To study hearing outcome in revision stapedotomy cases where extensive erosion of the long process of the incus was observed in a consecutive series where a malleovestibular prosthesis was used versus a consecutive series where hydroxyapatite (HA) bone cement was used to rebuild the eroded long process of the incus and integrate the prosthesis. Twenty revision cases of surgically treated otosclerosis where extensive incus erosion was observed during revision surgery. In the earlier consecutive series, 10 cases were treated with malleovestibular prostheses. In the later consecutive series, 10 cases were treated with HA bone cement to rebuild the incus-prosthesis interface. Air-bone gap, bone-conduction thresholds, and air-conduction thresholds were evaluated preoperatively and at 1 to 3 months. Last audiometry available also was reported (median, 12 mo). Pure-tone averages were calculated according to the guidelines of the Committee on Hearing and Equilibrium for the evaluation of conductive hearing loss. Raw data were displayed in an Amsterdam Hearing Evaluation Plot. Six male patients and 14 female patients were included. Age varied from 34 to 75 years (median, 53 yr). The median postoperative air-bone gap at last follow-up audiometry was 15.6 in the malleovestibular prosthesis group and 13.1 dB in the HA bone cement group. No short-term or intermediate-term adverse reactions or unsuspected bone conduction deteriorations were seen.
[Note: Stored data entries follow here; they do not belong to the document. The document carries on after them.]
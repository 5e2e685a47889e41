//! Integration hooks for [`SeaCrudRepository`](crate::SeaCrudRepository).

use std::fmt;

use sea_orm::{EntityTrait, Select};

/// Stored record type of a hooks implementation.
pub type RecordOf<H> = <<H as RepositoryHooks>::Entity as EntityTrait>::Model;

/// Mutable record type of a hooks implementation.
pub type ActiveRecordOf<H> = <<H as RepositoryHooks>::Entity as EntityTrait>::ActiveModel;

/// Capabilities a concrete integration supplies to the CRUD adapter.
///
/// The adapter owns control flow (sessions, query order, error mapping);
/// the hooks own everything entity-specific. Only the identity filter, the
/// conversions and the form handling are mandatory.
///
/// ```rust,ignore
/// struct NewsHooks;
///
/// impl RepositoryHooks for NewsHooks {
///     type Entity = news::Entity;
///     type Model = News;
///     type Id = i32;
///     type CreateForm = NewsCreate;
///     type UpdateForm = NewsUpdate;
///
///     fn filter_by_id(&self, select: Select<news::Entity>, id: &i32) -> Select<news::Entity> {
///         select.filter(news::Column::Id.eq(*id))
///     }
///     // ...
/// }
/// ```
pub trait RepositoryHooks: Send + Sync {
    /// Entity backing the repository.
    type Entity: EntityTrait;
    /// Domain model handed to callers.
    type Model: Send;
    type Id: fmt::Display + Send + Sync;
    type CreateForm: Send;
    /// Partial update. Absent fields must leave the record unchanged.
    type UpdateForm: Send;

    /// Name used in error messages. Defaults to the domain model's type name.
    #[must_use]
    fn model_name(&self) -> &'static str {
        let full = std::any::type_name::<Self::Model>();
        full.rsplit("::").next().unwrap_or(full)
    }

    /// Restrict `select` to the record with `id`.
    fn filter_by_id(&self, select: Select<Self::Entity>, id: &Self::Id) -> Select<Self::Entity>;

    /// Filter applied to every query, identity lookups included.
    fn default_filter(&self, select: Select<Self::Entity>) -> Select<Self::Entity> {
        select
    }

    /// Ordering used when the caller supplies none.
    fn default_order(&self, select: Select<Self::Entity>) -> Select<Self::Entity> {
        select
    }

    fn to_domain(&self, record: RecordOf<Self>) -> Self::Model;

    /// Build the record to insert.
    fn new_record(&self, form: Self::CreateForm) -> ActiveRecordOf<Self>;

    /// Set the fields present in `form` on `record`.
    fn apply_update(&self, record: &mut ActiveRecordOf<Self>, form: Self::UpdateForm);
}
HA bone cement can be successfully used to reconstruct the long process of the incus in case of extensive erosion of the long process. Intermediate-term hearing outcome is comparable to the outcome of a series of similar cases treated with malleovestibular prostheses. Because the placement of a malleovestibular prosthesis is technically more difficult and presents a high risk to the inner ear, we think HA bone cement can be a useful alternative in these difficult cases.